How lazy are public sector workers?
Stuff has the data:
Figures from the State Services Commission show government employees took an average of 7.6 sick days in 2012.
No official figures are kept for private sector sick leave, but an Employers and Manufacturers Association survey suggests the average could be as low as 3.7 days a year.
…
The discrepancy of nearly four days between public and private sector workers could be explained by a more relaxed public “workplace culture”, [Association employment services manager David Lowe said] said.“There is an impression that the workplace culture in the public sector might not be as focused as in the private sector.”
So there is no comprehensive data on the private sector, which means that the numbers may well be incomparable, depending on the composition of the sample and nature of the survey. Even if we believe the difference is significant, there could be lots of reasons for it. It may be that public sector jobs are more dangerous, or just more stressful, which causes more sick days. It may be that the intense restructuring and job losses in the public sector have caused people to become disengaged with their organisation and take more sick days. It could be that private sector employees are paid more and public sector employees are compensated slightly with the perk of more lenient treatment of sick days.
There are plenty more reasons for the possible difference, but there’s no way that we can discern anything about the laziness of public sector workers from these numbers alone. Not without a healthy shot of prejudice, anyway.
Good post – people always like to call other people lazy. Relying on that is just lazy journalism …
You see what I did there!
It could be as simple as public servants being more likely to do the sickness paperwork.
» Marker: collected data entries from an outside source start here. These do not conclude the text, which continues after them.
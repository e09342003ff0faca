use dio_hal::{sim::SimulatedPort, ChannelId, Dio, Level, PortId, PortRegisters, Result};
use std::{thread, time::Duration};

// Select pin PA5
const BLINK_PORT: PortId = PortId::A;
const BLINK_PIN_NUM: u8 = 5;

fn main() -> Result<()> {
    env_logger::init();

    // On target this would be `unsafe { MmioPortTable::default_map() }`
    let table = [SimulatedPort::loopback(), SimulatedPort::loopback()];
    let dio = Dio::new(&table);

    let blink_pin = ChannelId::new(BLINK_PORT, BLINK_PIN_NUM)?;
    println!("Blinking channel {} (raw 0x{:02X})", blink_pin, blink_pin.raw());

    dio.write_channel(blink_pin, Level::Low)?;
    for _ in 0..10 {
        let level = dio.flip_channel(blink_pin)?;
        println!(
            "{} -> {:?} (ODR=0x{:04X})",
            blink_pin,
            level,
            table[BLINK_PORT.index()].read_output()
        );
        thread::sleep(Duration::from_millis(250));
    }

    dio.write_channel(blink_pin, Level::Low)?;
    println!("Done.");
    Ok(())
}
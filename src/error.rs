use thiserror::Error;

/// Errors that can occur when accessing DIO channels, ports and channel groups.
///
/// Every variant describes a caller-side contract violation detected before
/// any register is touched; a failed operation leaves the hardware unchanged.
#[derive(Error, Debug, Clone, PartialEq, Eq)]
pub enum Error {
    /// Port index does not name a port of the register table.
    #[error("Port {port} out of range (register table has {count} ports)")]
    PortOutOfRange {
        /// The port index that was requested.
        port: u8,
        /// Number of ports in the register table.
        count: usize,
    },
    /// Port index does not fit the port field of a channel identifier.
    #[error("Port {port} out of range (0-{max}): does not fit the channel identifier's port field")]
    PortFieldOverflow {
        /// The invalid port index.
        port: u8,
        /// Largest port index the identifier can encode.
        max: u8,
    },
    /// Pin index does not fit the pin field of a channel identifier.
    #[error("Pin {pin} out of range (0-15): {message}")]
    PinOutOfRange {
        /// The invalid pin index.
        pin: u8,
        /// Detailed error message explaining the constraint.
        message: String,
    },
    /// Channel group mask is empty or its set bits are not adjoining.
    #[error("Invalid channel group mask 0x{mask:08X}: set bits must be non-empty and contiguous")]
    InvalidGroupMask {
        /// The rejected mask.
        mask: u32,
    },
    /// Channel group offset does not match the position of the mask's lowest bit.
    #[error("Channel group offset {offset} does not match mask 0x{mask:08X} (lowest set bit is {expected})")]
    GroupOffsetMismatch {
        /// The mask of the group.
        mask: u32,
        /// The offset that was supplied.
        offset: u8,
        /// Bit position of the mask's lowest set bit.
        expected: u8,
    },
    /// Level written to a channel group has bits outside the group.
    #[error("Level 0x{level:08X} exceeds channel group (mask 0x{mask:08X}, offset {offset})")]
    LevelExceedsGroup {
        /// The level that was to be written.
        level: u32,
        /// The mask of the group.
        mask: u32,
        /// The offset of the group.
        offset: u8,
    },
}

/// Result type alias for DIO operations.
///
/// This is a convenience alias for `std::result::Result<T, Error>` used
/// throughout the crate to reduce boilerplate.
pub type Result<T> = std::result::Result<T, Error>;

// Helpers for creating specific errors
pub(crate) fn pin_out_of_range(pin: u8) -> Error {
    Error::PinOutOfRange {
        pin,
        message: format!(
            "Pin index must fit the {}-bit pin field",
            crate::consts::PIN_FIELD_WIDTH
        ),
    }
}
Which brings in another stereotype 🙂
When I managed large teams of people I’d let one day of sickness go without reporting it because, frankly, the paperwork was such a PITA. I know many other managers do the same.
Do we have any particular reason to believe that public sector jobs are
1) More dangerous (unlikely except for fire, police and the like)
2) Stressful (unlikely on average, or at least I’d bet against it)
3) More subject to reorganisation and change (perhaps nominally, but I’d bet against it in real terms, pretty heavily.)
I’d put money on your fourth explanation, except for that the public sector in New Zealand is paid MORE! http://offsettingbehaviour.blogspot.co.nz/2011/07/real-pay-equity-challenge.html
I’m only pointing out that there are many other plausible hypotheses that explain the difference, other than laziness. I don’t think they’re all equally likely! Nonetheless…
1) In terms of contracting illness the staff of hospitals, if they’re included, perhaps. Maybe the constant contact with others among frontline staff. Maybe even the culture of constant meetings allowing disease to spread more easily among deparments in Wellington!
2) I don’t know of any way to compare and I probably wouldn’t bet either way.
3) Of late there have been huge upheavals and very little job security in public sector agencies. I don’t know if that would be different, on average, to the private sector. Obviously, there is greater turnover of businesses in the private sector, but primarily among small firms, which affects few employees.
4) Interesting paper, thanks.
Great post James. Yes. I agree with Matt. It sounds like lazy journalism. Always making huge sweeping assumptions based on spurious (at best) data and then reporting them like objective truths (probably in order to get a rise out of some down in Wellington).
I suspect the main reasons are workplace composition (mostly white collar, all the cleaners and burger flippers contracted out in the 80s – more older people with children) and no SMEs (if you have a day off there’s someone to cover for you).